Wanneer lactobacillen worden geassocieerd met het vaginale epitheel, wordt een soort beschermende biofilm gevormd, die samen met het coaggregerend vermogen van de microbiota met potentiële pathogenen de eerste bescherming vormt tegen de vestiging van infectieuze agentia zoals Escherichia coli, G. vaginalis Y Candida albicans.

Belang van de studie van het vaginale gelaagde platte epitheel

Het gelaagde platte epitheel in de vulva en de vagina (vaginaal epitheel) vormt de bekleding van een gebied dat is blootgesteld aan de externe omgeving, maar in tegenstelling tot het epitheel dat de huid bedekt, verhoogt het in dit geval de gevoeligheid omdat het niet verhoornd is. zone, die lijkt op andere slijmvliezen.

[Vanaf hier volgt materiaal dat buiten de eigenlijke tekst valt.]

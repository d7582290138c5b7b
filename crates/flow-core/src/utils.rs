//! 通用工具函数

use chrono::{DateTime, Utc};
use sha2::{Digest, Sha256};
use uuid::Uuid;

/// 两个时间点之间的整分钟数（向下取整）
pub fn minutes_between(from: DateTime<Utc>, to: DateTime<Utc>) -> i64 {
    (to - from).num_minutes()
}

/// 由稳定种子导出的 [0, 1] 区间小数，同一 id 始终得到同一结果
pub fn seed_fraction(id: &Uuid) -> f64 {
    let digest = Sha256::digest(id.as_bytes());
    let mut bytes = [0u8; 8];
    bytes.copy_from_slice(&digest[..8]);
    u64::from_be_bytes(bytes) as f64 / u64::MAX as f64
}

/// 症状标签规范化：去除首尾空白并转为小写，内部空白合并为单个空格
pub fn normalize_tag(tag: &str) -> String {
    tag.split_whitespace()
        .collect::<Vec<_>>()
        .join(" ")
        .to_lowercase()
}

/// 是否处于同一个 UTC 日历日
pub fn same_utc_day(a: DateTime<Utc>, b: DateTime<Utc>) -> bool {
    a.date_naive() == b.date_naive()
}
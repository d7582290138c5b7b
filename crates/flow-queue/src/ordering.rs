//! 队列排序
//!
//! 为活跃患者生成确定的候诊顺序

use flow_core::{Department, Patient, PatientStatus};
use serde::{Deserialize, Serialize};
use std::cmp::Ordering;

/// 队列过滤器
#[derive(Debug, Clone, Default, PartialEq, Serialize, Deserialize)]
pub struct QueueFilter {
    pub department: Option<Department>,
    pub status: Option<PatientStatus>,
    pub limit: Option<usize>,
    pub offset: Option<usize>,
}

impl QueueFilter {
    pub fn for_department(department: Department) -> Self {
        Self {
            department: Some(department),
            ..Default::default()
        }
    }

    pub fn matches(&self, patient: &Patient) -> bool {
        if let Some(department) = self.department {
            if patient.department != department {
                return false;
            }
        }
        if let Some(status) = self.status {
            if patient.status != status {
                return false;
            }
        }
        true
    }
}

/// 队列排序器
///
/// 优先级分值降序，同分按到达时间升序，再按登记序号升序。
/// 排序只依赖输入集合本身，同一输入总是得到同一顺序。
#[derive(Debug, Clone, Copy, Default)]
pub struct QueueOrderer;

impl QueueOrderer {
    pub fn new() -> Self {
        Self
    }

    pub fn compare(a: &Patient, b: &Patient) -> Ordering {
        b.priority
            .score()
            .cmp(&a.priority.score())
            .then_with(|| a.arrival_time.cmp(&b.arrival_time))
            .then_with(|| a.ticket.cmp(&b.ticket))
            .then_with(|| a.id.cmp(&b.id))
    }

    /// 对候诊与就诊中的患者排序，终态患者被排除
    pub fn order<'a, I>(&self, patients: I) -> Vec<&'a Patient>
    where
        I: IntoIterator<Item = &'a Patient>,
    {
        let mut active: Vec<&Patient> = patients
            .into_iter()
            .filter(|patient| patient.status.is_active())
            .collect();
        active.sort_by(|a, b| Self::compare(a, b));
        active
    }
}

Het is meer dan een eeuw geleden dat de hormonale afhankelijkheid van de vagina werd ontdekt, aangezien het epitheel snelle reacties vertoont op periodieke ovariële hormonale variaties, waardoor het een soort "vaginale cyclus" vormt..

Veranderingen in de concentraties van steroïde hormonen veroorzaken opeenvolgende veranderingen in het vaginale epitheel tijdens oestrische cycli, die op hun beurt verschillen veroorzaken in de pH-omstandigheden, relatieve vochtigheid en samenstelling van vaginale afscheiding tussen kindertijd, vruchtbaarheid, zwangerschap, borstvoeding en postmenopauze.

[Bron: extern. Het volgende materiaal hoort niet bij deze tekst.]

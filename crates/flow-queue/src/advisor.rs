//! 资源配置建议
//!
//! 根据活跃患者与院区状态给出人员、设备配置建议及各科室分布

use chrono::{DateTime, Utc};
use flow_core::{
    Department, FacilityState, FlowError, Patient, PatientStatus, ResourceTag, Result,
    StaffAllocation,
};
use serde::{Deserialize, Serialize};
use std::collections::{BTreeMap, HashMap};

/// 成本常量，仅用于展示
#[derive(Debug, Clone, PartialEq, Serialize, Deserialize)]
#[serde(default)]
pub struct CostConfig {
    /// 每类资源每小时成本
    pub hourly_rates: BTreeMap<ResourceTag, f64>,
    pub shift_hours: f64,
    /// 患者每等待一分钟的成本
    pub cost_per_waiting_minute: f64,
}

impl Default for CostConfig {
    fn default() -> Self {
        let hourly_rates = [
            (ResourceTag::Doctor, 120.0),
            (ResourceTag::Nurse, 55.0),
            (ResourceTag::Specialist, 180.0),
            (ResourceTag::Lab, 40.0),
            (ResourceTag::Imaging, 90.0),
        ]
        .into_iter()
        .collect();

        Self {
            hourly_rates,
            shift_hours: 8.0,
            cost_per_waiting_minute: 2.5,
        }
    }
}

/// 建议参数
#[derive(Debug, Clone, PartialEq, Serialize, Deserialize)]
#[serde(default)]
pub struct AdvisorConfig {
    /// 每单位加权需求所需的资源数量
    pub staffing_factors: BTreeMap<ResourceTag, f64>,
    pub costs: CostConfig,
}

impl AdvisorConfig {
    pub fn factor(&self, resource: ResourceTag) -> f64 {
        self.staffing_factors.get(&resource).copied().unwrap_or(0.0)
    }

    pub fn validate(&self) -> Result<()> {
        for (resource, factor) in &self.staffing_factors {
            if !factor.is_finite() || *factor <= 0.0 {
                return Err(FlowError::Config(format!(
                    "资源 {} 的配置系数无效: {}",
                    resource, factor
                )));
            }
        }
        if !self.costs.shift_hours.is_finite() || self.costs.shift_hours <= 0.0 {
            return Err(FlowError::Config("班次时长必须为正数".to_string()));
        }
        Ok(())
    }
}

impl Default for AdvisorConfig {
    fn default() -> Self {
        let staffing_factors = [
            (ResourceTag::Doctor, 0.25),
            (ResourceTag::Nurse, 0.5),
            (ResourceTag::Specialist, 0.2),
            (ResourceTag::Lab, 0.2),
            (ResourceTag::Imaging, 0.15),
        ]
        .into_iter()
        .collect();

        Self {
            staffing_factors,
            costs: CostConfig::default(),
        }
    }
}

/// 单类资源的配置建议
#[derive(Debug, Clone, PartialEq, Serialize, Deserialize)]
pub struct StaffingRecommendation {
    pub resource: ResourceTag,
    pub demand_proxy: f64,
    pub current: u32,
    pub recommended: u32,
    pub delta: i64,
}

/// 科室分布
#[derive(Debug, Clone, PartialEq, Serialize, Deserialize)]
pub struct DepartmentDistribution {
    pub department: Department,
    pub waiting: usize,
    pub in_progress: usize,
    pub load: f64,
    pub staffed_doctors: u32,
    pub recommended_doctors: u32,
    /// 清空当前候诊所需分钟数，无在岗医生时为空
    pub projected_clearance_minutes: Option<u32>,
}

/// 利用率统计类别
#[derive(Debug, Clone, Copy, PartialEq, Eq, Serialize, Deserialize)]
#[serde(rename_all = "lowercase")]
pub enum ResourceCategory {
    Beds,
    Rooms,
    Equipment,
}

/// 利用率
#[derive(Debug, Clone, PartialEq, Serialize, Deserialize)]
pub struct UtilizationReading {
    pub category: ResourceCategory,
    pub assigned: u32,
    pub capacity: u32,
    /// 展示用，限制在 [0, 1]
    pub utilization: f64,
    pub over_capacity: bool,
    /// 未截断的原始比值，容量为 0 且有负载时为无穷大
    #[serde(skip)]
    pub raw_ratio: f64,
}

impl UtilizationReading {
    fn new(category: ResourceCategory, assigned: u32, capacity: u32) -> Self {
        let raw_ratio = match (assigned, capacity) {
            (0, _) => 0.0,
            (_, 0) => f64::INFINITY,
            (a, c) => a as f64 / c as f64,
        };
        Self {
            category,
            assigned,
            capacity,
            utilization: raw_ratio.clamp(0.0, 1.0),
            over_capacity: raw_ratio > 1.0,
            raw_ratio,
        }
    }
}

/// 超容量告警
#[derive(Debug, Clone, PartialEq, Serialize, Deserialize)]
pub struct CapacityAlert {
    pub category: ResourceCategory,
    pub assigned: u32,
    pub capacity: u32,
    /// 容量为 0 时为空
    pub raw_ratio: Option<f64>,
    pub message: String,
}

/// 成本与回报估算，不参与建议计算
#[derive(Debug, Clone, PartialEq, Serialize, Deserialize)]
pub struct CostProjection {
    pub additional_staff_cost: f64,
    pub waiting_cost: f64,
    pub roi: Option<f64>,
}

/// 资源配置建议
#[derive(Debug, Clone, PartialEq, Serialize, Deserialize)]
pub struct ResourceRecommendation {
    pub generated_at: DateTime<Utc>,
    pub staffing: Vec<StaffingRecommendation>,
    pub departments: Vec<DepartmentDistribution>,
    pub utilization: Vec<UtilizationReading>,
    pub alerts: Vec<CapacityAlert>,
    pub cost: CostProjection,
}

/// 资源建议器
#[derive(Debug, Clone, Default)]
pub struct ResourceAdvisor {
    config: AdvisorConfig,
}

impl ResourceAdvisor {
    pub fn new(config: AdvisorConfig) -> Self {
        Self { config }
    }

    pub fn config(&self) -> &AdvisorConfig {
        &self.config
    }

    /// 需求代理值：需要该资源的活跃患者数，按科室负载加权
    pub fn demand_proxy<'a, I>(&self, patients: I, facility: &FacilityState, resource: ResourceTag) -> f64
    where
        I: IntoIterator<Item = &'a Patient>,
    {
        patients
            .into_iter()
            .filter(|p| p.status.is_active() && p.requires(resource))
            .map(|p| facility.department_load(p.department))
            .sum()
    }

    /// 建议数量 = ceil(需求代理值 × 配置系数)
    pub fn recommended_count(&self, demand_proxy: f64, resource: ResourceTag) -> u32 {
        let value = (demand_proxy * self.config.factor(resource)).ceil();
        if value.is_finite() && value > 0.0 {
            value as u32
        } else {
            0
        }
    }

    /// 各科室建议的人员配置
    pub fn recommended_department_staff(
        &self,
        patients: &[Patient],
        facility: &FacilityState,
    ) -> HashMap<Department, StaffAllocation> {
        let mut by_department: HashMap<Department, Vec<&Patient>> = HashMap::new();
        for patient in patients.iter().filter(|p| p.status.is_active()) {
            by_department.entry(patient.department).or_default().push(patient);
        }

        by_department
            .into_iter()
            .map(|(department, members)| {
                let count = |role| {
                    self.recommended_count(
                        self.demand_proxy(members.iter().copied(), facility, role),
                        role,
                    )
                };
                let allocation = StaffAllocation {
                    doctors: count(ResourceTag::Doctor),
                    nurses: count(ResourceTag::Nurse),
                    specialists: count(ResourceTag::Specialist),
                };
                (department, allocation)
            })
            .collect()
    }

    /// 床位、诊室、设备利用率
    pub fn utilization(&self, patients: &[Patient], facility: &FacilityState) -> Vec<UtilizationReading> {
        let active = patients.iter().filter(|p| p.status.is_active()).count() as u32;
        let in_progress = patients
            .iter()
            .filter(|p| p.status == PatientStatus::InProgress)
            .count() as u32;
        let needs_equipment = patients
            .iter()
            .filter(|p| {
                p.status.is_active()
                    && (p.requires(ResourceTag::Lab) || p.requires(ResourceTag::Imaging))
            })
            .count() as u32;
        let equipment = facility
            .resources
            .lab_units
            .saturating_add(facility.resources.imaging_units);

        vec![
            UtilizationReading::new(ResourceCategory::Beds, active, facility.resources.beds),
            UtilizationReading::new(ResourceCategory::Rooms, in_progress, facility.resources.rooms),
            UtilizationReading::new(ResourceCategory::Equipment, needs_equipment, equipment),
        ]
    }

    /// 生成完整建议
    ///
    /// `waiting_minutes` 为候诊患者的数值型预计等待，仅用于成本展示。
    pub fn recommend(
        &self,
        patients: &[Patient],
        facility: &FacilityState,
        waiting_minutes: &[u32],
        now: DateTime<Utc>,
    ) -> ResourceRecommendation {
        let staffing: Vec<StaffingRecommendation> = ResourceTag::ALL
            .iter()
            .map(|resource| {
                let demand_proxy = self.demand_proxy(patients, facility, *resource);
                let recommended = self.recommended_count(demand_proxy, *resource);
                let current = facility.resources.capacity(*resource);
                StaffingRecommendation {
                    resource: *resource,
                    demand_proxy,
                    current,
                    recommended,
                    delta: recommended as i64 - current as i64,
                }
            })
            .collect();

        let recommended_staff = self.recommended_department_staff(patients, facility);
        let departments = Department::ALL
            .iter()
            .map(|department| {
                let waiting = patients
                    .iter()
                    .filter(|p| p.department == *department && p.status == PatientStatus::Waiting)
                    .count();
                let in_progress = patients
                    .iter()
                    .filter(|p| p.department == *department && p.status == PatientStatus::InProgress)
                    .count();
                let staffed_doctors = facility.staff(*department).doctors;
                let projected_clearance_minutes = (staffed_doctors > 0).then(|| {
                    let minutes = waiting as f64 * facility.processing_minutes(*department)
                        / staffed_doctors as f64;
                    minutes.ceil() as u32
                });

                DepartmentDistribution {
                    department: *department,
                    waiting,
                    in_progress,
                    load: facility.department_load(*department),
                    staffed_doctors,
                    recommended_doctors: recommended_staff
                        .get(department)
                        .map(|s| s.doctors)
                        .unwrap_or(0),
                    projected_clearance_minutes,
                }
            })
            .collect();

        let utilization = self.utilization(patients, facility);
        let alerts = capacity_alerts(&utilization);
        for alert in &alerts {
            tracing::warn!("Capacity alert: {}", alert.message);
        }

        let cost = self.cost_projection(&staffing, waiting_minutes);

        ResourceRecommendation {
            generated_at: now,
            staffing,
            departments,
            utilization,
            alerts,
            cost,
        }
    }

    /// 成本估算，只读取已经算好的建议结果
    pub fn cost_projection(
        &self,
        staffing: &[StaffingRecommendation],
        waiting_minutes: &[u32],
    ) -> CostProjection {
        let costs = &self.config.costs;
        let additional_staff_cost: f64 = staffing
            .iter()
            .filter(|s| s.delta > 0)
            .map(|s| {
                let rate = costs.hourly_rates.get(&s.resource).copied().unwrap_or(0.0);
                s.delta as f64 * rate * costs.shift_hours
            })
            .sum();
        let waiting_cost = waiting_minutes.iter().map(|m| *m as f64).sum::<f64>()
            * costs.cost_per_waiting_minute;
        let roi = (additional_staff_cost > 0.0)
            .then(|| (waiting_cost - additional_staff_cost) / additional_staff_cost);

        CostProjection {
            additional_staff_cost,
            waiting_cost,
            roi,
        }
    }
}

fn capacity_alerts(readings: &[UtilizationReading]) -> Vec<CapacityAlert> {
    readings
        .iter()
        .filter(|r| r.over_capacity)
        .map(|r| {
            let raw_ratio = r.raw_ratio.is_finite().then_some(r.raw_ratio);
            let message = match raw_ratio {
                Some(ratio) => format!(
                    "{:?} 超出容量: {} / {} ({:.0}%)",
                    r.category,
                    r.assigned,
                    r.capacity,
                    ratio * 100.0
                ),
                None => format!("{:?} 无可用容量, 当前负载 {}", r.category, r.assigned),
            };
            CapacityAlert {
                category: r.category,
                assigned: r.assigned,
                capacity: r.capacity,
                raw_ratio,
                message,
            }
        })
        .collect()
}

Het kennen van de kenmerken van het vaginale epitheel is van grote waarde bij onderzoeken naar endocriene werking, naast het vergemakkelijken van de diagnose van bepaalde pathologieën.

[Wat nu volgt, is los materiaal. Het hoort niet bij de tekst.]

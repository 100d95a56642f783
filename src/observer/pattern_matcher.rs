// Copyright (c) 2026 Bountyy Oy. All rights reserved.
// This software is proprietary and confidential.

use std::collections::BTreeMap;

use super::signatures::{
    compile, ERROR_RULES, EXECUTION_MARKERS, FILE_CONTENT_RULES, SOURCE_VISIBLE_RULES,
    UPLOAD_PATH_RULES, WAF_RULES,
};

const SHORT_OUTPUT_LIMIT: usize = 256;

#[derive(Debug, Clone, PartialEq)]
pub struct ErrorMatch {
    pub label: &'static str,
    pub confidence: f64,
}

#[derive(Debug, Clone, PartialEq)]
pub struct WafMatch {
    pub vendor: &'static str,
    pub confidence: f64,
    pub signatures: Vec<String>,
    pub bypass_techniques: Vec<String>,
}

#[derive(Debug, Clone, PartialEq)]
pub struct ExecutionCheck {
    pub executed: bool,
    pub evidence: String,
    pub confidence: f64,
}

/// Stateless regex matching against the signature tables.
#[derive(Debug, Clone)]
pub struct PatternMatcher {
    execution_markers: Vec<String>,
}

impl PatternMatcher {
    pub fn new() -> Self {
        Self {
            execution_markers: EXECUTION_MARKERS.iter().map(|m| m.to_string()).collect(),
        }
    }

    /// Also treat `marker` as proof that uploaded code ran.
    pub fn with_marker(mut self, marker: &str) -> Self {
        if !marker.is_empty() && !self.execution_markers.iter().any(|m| m == marker) {
            self.execution_markers.insert(0, marker.to_string());
        }
        self
    }

    /// Error categories found in `text`. Each category reports at most once.
    pub fn match_errors(&self, text: &str) -> Vec<ErrorMatch> {
        ERROR_RULES
            .iter()
            .filter(|rule| rule.patterns.iter().any(|re| re.is_match(text)))
            .map(|rule| ErrorMatch {
                label: rule.label,
                confidence: rule.confidence,
            })
            .collect()
    }

    /// Vendors matched by at least two of: header, status code, body.
    /// Sorted by confidence, highest first.
    pub fn match_waf(
        &self,
        headers: &BTreeMap<String, String>,
        body: &str,
        status_code: u16,
    ) -> Vec<WafMatch> {
        let lines = header_lines(headers);
        let mut matches = Vec::new();

        for rule in WAF_RULES.iter() {
            let sig = rule.signature;
            let mut signatures = Vec::new();
            let mut total_classes = 0usize;
            let mut matched_classes = 0usize;

            if !rule.headers.is_empty() {
                total_classes += 1;
                let hit = rule
                    .headers
                    .iter()
                    .find(|(_, re)| lines.iter().any(|line| re.is_match(line)));
                if let Some((label, _)) = hit {
                    matched_classes += 1;
                    signatures.push(format!("header:{}", label));
                }
            }

            if !sig.status_codes.is_empty() {
                total_classes += 1;
                if sig.status_codes.contains(&status_code) {
                    matched_classes += 1;
                    signatures.push(format!("status:{}", status_code));
                }
            }

            if !rule.body.is_empty() {
                total_classes += 1;
                if let Some((label, _)) = rule.body.iter().find(|(_, re)| re.is_match(body)) {
                    matched_classes += 1;
                    signatures.push(format!("body:{}", label));
                }
            }

            if matched_classes >= 2 {
                let confidence =
                    (matched_classes as f64 / total_classes as f64) * sig.confidence_boost;
                matches.push(WafMatch {
                    vendor: sig.vendor,
                    confidence: confidence.min(1.0),
                    signatures,
                    bypass_techniques: sig.bypass_techniques.iter().map(|t| t.to_string()).collect(),
                });
            }
        }

        // Stable sort keeps table order among equal confidences
        matches.sort_by(|a, b| {
            b.confidence
                .partial_cmp(&a.confidence)
                .unwrap_or(std::cmp::Ordering::Equal)
        });
        matches
    }

    /// Decide whether a fetched upload ran.
    ///
    /// Visible source wins over every later signal.
    pub fn check_execution(&self, body: &str) -> ExecutionCheck {
        if let Some(re) = SOURCE_VISIBLE_RULES.iter().find(|re| re.is_match(body)) {
            return ExecutionCheck {
                executed: false,
                evidence: format!("Source code visible: {}", re.as_str()),
                confidence: 0.95,
            };
        }

        for (category, rules) in FILE_CONTENT_RULES.iter() {
            if let Some(re) = rules.iter().find(|re| re.is_match(body)) {
                return ExecutionCheck {
                    executed: true,
                    evidence: format!("System file content ({}): {}", category, re.as_str()),
                    confidence: 0.9,
                };
            }
        }

        if let Some(marker) = self.execution_markers.iter().find(|m| body.contains(m.as_str())) {
            return ExecutionCheck {
                executed: true,
                evidence: format!("Execution marker found: {}", marker),
                confidence: 0.95,
            };
        }

        let trimmed = body.trim();
        if !trimmed.is_empty() && trimmed.len() <= SHORT_OUTPUT_LIMIT && !looks_like_html(trimmed) {
            return ExecutionCheck {
                executed: true,
                evidence: "Short non-HTML output without visible source".to_string(),
                confidence: 0.6,
            };
        }

        ExecutionCheck {
            executed: false,
            evidence: "Inconclusive".to_string(),
            confidence: 0.5,
        }
    }

    /// Upload paths referenced in `text`, in discovery order, deduplicated.
    pub fn extract_upload_paths(&self, text: &str) -> Vec<String> {
        let mut paths: Vec<String> = Vec::new();
        for re in UPLOAD_PATH_RULES.iter() {
            for caps in re.captures_iter(text) {
                if let Some(m) = caps.get(1) {
                    let path = m.as_str().to_string();
                    if !paths.contains(&path) {
                        paths.push(path);
                    }
                }
            }
        }
        paths
    }

    /// Ad-hoc case-insensitive test; an invalid pattern never matches.
    pub fn matches(&self, pattern: &str, text: &str) -> bool {
        compile(pattern).map(|re| re.is_match(text)).unwrap_or(false)
    }
}

impl Default for PatternMatcher {
    fn default() -> Self {
        Self::new()
    }
}

/// `name: value` lines, one per `set-cookie` value.
pub fn header_lines(headers: &BTreeMap<String, String>) -> Vec<String> {
    let mut lines = Vec::with_capacity(headers.len());
    for (name, value) in headers {
        if name == "set-cookie" {
            lines.extend(value.lines().map(|v| format!("{}: {}", name, v)));
        } else {
            lines.push(format!("{}: {}", name, value));
        }
    }
    lines
}

fn looks_like_html(text: &str) -> bool {
    let lower = text.to_ascii_lowercase();
    ["<html", "<!doctype", "<body", "<head", "<div", "<p>"]
        .iter()
        .any(|tag| lower.contains(tag))
}

#[cfg(test)]
mod tests {
    use super::*;

    fn headers(pairs: &[(&str, &str)]) -> BTreeMap<String, String> {
        pairs
            .iter()
            .map(|(k, v)| (k.to_lowercase(), v.to_string()))
            .collect()
    }

    #[test]
    fn test_match_errors_one_per_category() {
        let matcher = PatternMatcher::new();
        let matches = matcher.match_errors("Invalid file type. Only JPG and PNG allowed");
        assert_eq!(matches.len(), 1);
        assert_eq!(matches[0].label, "extension_blocked");
        assert_eq!(matches[0].confidence, 0.9);
    }

    #[test]
    fn test_match_errors_independent_categories() {
        let matcher = PatternMatcher::new();
        let labels: Vec<_> = matcher
            .match_errors("Unsupported file type and file too large")
            .into_iter()
            .map(|m| m.label)
            .collect();
        assert_eq!(labels, vec!["extension_blocked", "size_limit"]);
    }

    #[test]
    fn test_waf_single_signal_is_not_reported() {
        let matcher = PatternMatcher::new();
        let h = headers(&[("CF-RAY", "7d1a2b3c4d5e6f70-AMS")]);
        assert!(matcher.match_waf(&h, "ok", 200).is_empty());
        assert!(matcher.match_waf(&BTreeMap::new(), "forbidden", 403).is_empty());
    }

    #[test]
    fn test_waf_two_signals_reported() {
        let matcher = PatternMatcher::new();
        let h = headers(&[("CF-RAY", "7d1a2b3c4d5e6f70-AMS")]);
        let matches = matcher.match_waf(&h, "Attention Required! | Cloudflare", 403);
        assert_eq!(matches[0].vendor, "Cloudflare");
        assert!((matches[0].confidence - 0.95).abs() < 1e-9);
        assert_eq!(matches[0].signatures.len(), 3);
        assert!(matches[0].bypass_techniques.contains(&"origin_ip".to_string()));
    }

    #[test]
    fn test_waf_results_sorted_descending() {
        let matcher = PatternMatcher::new();
        let h = headers(&[("X-Amzn-RequestId", "abc")]);
        let matches = matcher.match_waf(&h, "Access Denied", 403);
        assert!(!matches.is_empty());
        for pair in matches.windows(2) {
            assert!(pair[0].confidence >= pair[1].confidence);
        }
        assert_eq!(matches[0].vendor, "AWS WAF");
    }

    #[test]
    fn test_source_visible_overrides_markers() {
        let matcher = PatternMatcher::new();
        let check = matcher.check_execution("<?php echo 'EXEC_OK'; ?>");
        assert!(!check.executed);
        assert_eq!(check.confidence, 0.95);
    }

    #[test]
    fn test_file_content_implies_execution() {
        let matcher = PatternMatcher::new();
        let check = matcher.check_execution("root:x:0:0:root:/root:/bin/bash\ndaemon:x:1:1");
        assert!(check.executed);
        assert_eq!(check.confidence, 0.9);
    }

    #[test]
    fn test_custom_marker() {
        let matcher = PatternMatcher::new().with_marker("PWNED_42");
        let check = matcher.check_execution("<html><body>PWNED_42</body></html>");
        assert!(check.executed);
        assert_eq!(check.confidence, 0.95);
    }

    #[test]
    fn test_short_output_heuristic_and_inconclusive() {
        let matcher = PatternMatcher::new();
        let short = matcher.check_execution("G7x9kQ2mP4vR8sT1wY6zA3bC5dE0fH2j");
        assert!(short.executed);
        assert_eq!(short.confidence, 0.6);

        let page = matcher.check_execution("<html><body>Welcome to my account</body></html>");
        assert!(!page.executed);
        assert_eq!(page.confidence, 0.5);

        assert!(!matcher.check_execution("   ").executed);
    }

    #[test]
    fn test_extract_upload_paths() {
        let matcher = PatternMatcher::new();
        let html = r#"<img src="/files/avatars/shell.php" class=avatar> see /uploads/a.png"#;
        let paths = matcher.extract_upload_paths(html);
        assert_eq!(paths[0], "/files/avatars/shell.php");
        assert!(paths.contains(&"/uploads/a.png".to_string()));
    }

    #[test]
    fn test_header_lines_split_cookies() {
        let h = headers(&[("Set-Cookie", "a=1\nPHPSESSID=xyz")]);
        let lines = header_lines(&h);
        assert_eq!(lines, vec!["set-cookie: a=1", "set-cookie: PHPSESSID=xyz"]);
    }
}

Sommige onderzoeken bij knaagdieren hebben aangetoond dat het vaginale epitheel cyclische veranderingen vertoont die het doen fluctueren tussen een geslepen epitheel en een verhoornd type. Deze veranderingen zijn het gevolg van processen van celproliferatie, differentiatie en afschilfering..

Referenties

  1. Blanco, María del Rosario; Rechimont, R. & Herkovits, J. (1980) Opeenvolgende modificaties van het vaginale epitheel tijdens de oestrische cyclus: onderzoek uitgevoerd met scanning elektronenmicroscopie. Medicine Magazine Foundation. 40 (1), 819-820.
  2. Fernández Jiménez, Mónica Elena, Rodríguez Pérez, Irene, Miranda Tarragó, Josefa en Batista Castro, Zenia. (2009). Epitheliale dysplasie als een histopathologisch kenmerk van buccale lichen planus. Habanera Journal of Medical Sciences, 8 (4)
  3. Geneser, F. (2003). Histologie. Derde editie. Panamerican Medical Editorial.
  4. Kühnel, W. (2005). Kleurenatlas van cytologie en histologie. Panamerican Medical Ed..
  5. Martín, R., Soberón, N., Vázquez, F., en Suárez, J. E. (2008). De vaginale microbiota: samenstelling, beschermende rol, bijbehorende pathologie en therapeutische perspectieven. Infectieziekten en klinische microbiologie, 26(3), 160-167.
  6. Montenegro, M. Angélica, Ibarra, Gumy C., & Rojas, Mariana. (1998). CYTOKERATINE EXPRESSIE IN HET ORAAL EPITHELIUM VAN DE MENS EN MUIS GINGIVALE MUCOSA. Chileens dagboek voor anatomie, 16 (2), 211-217. https://dx.doi.org/10.4067/S0716-98681998000200007
  7. Pelea, C. L., en González, J. F. (2003). Gynaecologische cytologie: van Papanicolaou tot Bethesda. Redactionele Complutense.
  8. Puigarnau, M. J. C. (2009). Menopauze aan het begin van de 21ste eeuw. Redactioneel Glosa, SL.
  9. Ross, M. H., en Pawlina, W. (2007). Histologie. Tekst- en kleurenatlas met cellulaire en moleculaire biologie. Redactioneel Médica Panamericana 5th Edition.
  10. Thews, G., & Mutschler, E. (1983). Anatomie, fysiologie en pathofysiologie van de mens. Reverte.

Niemand heeft nog op dit artikel gereageerd.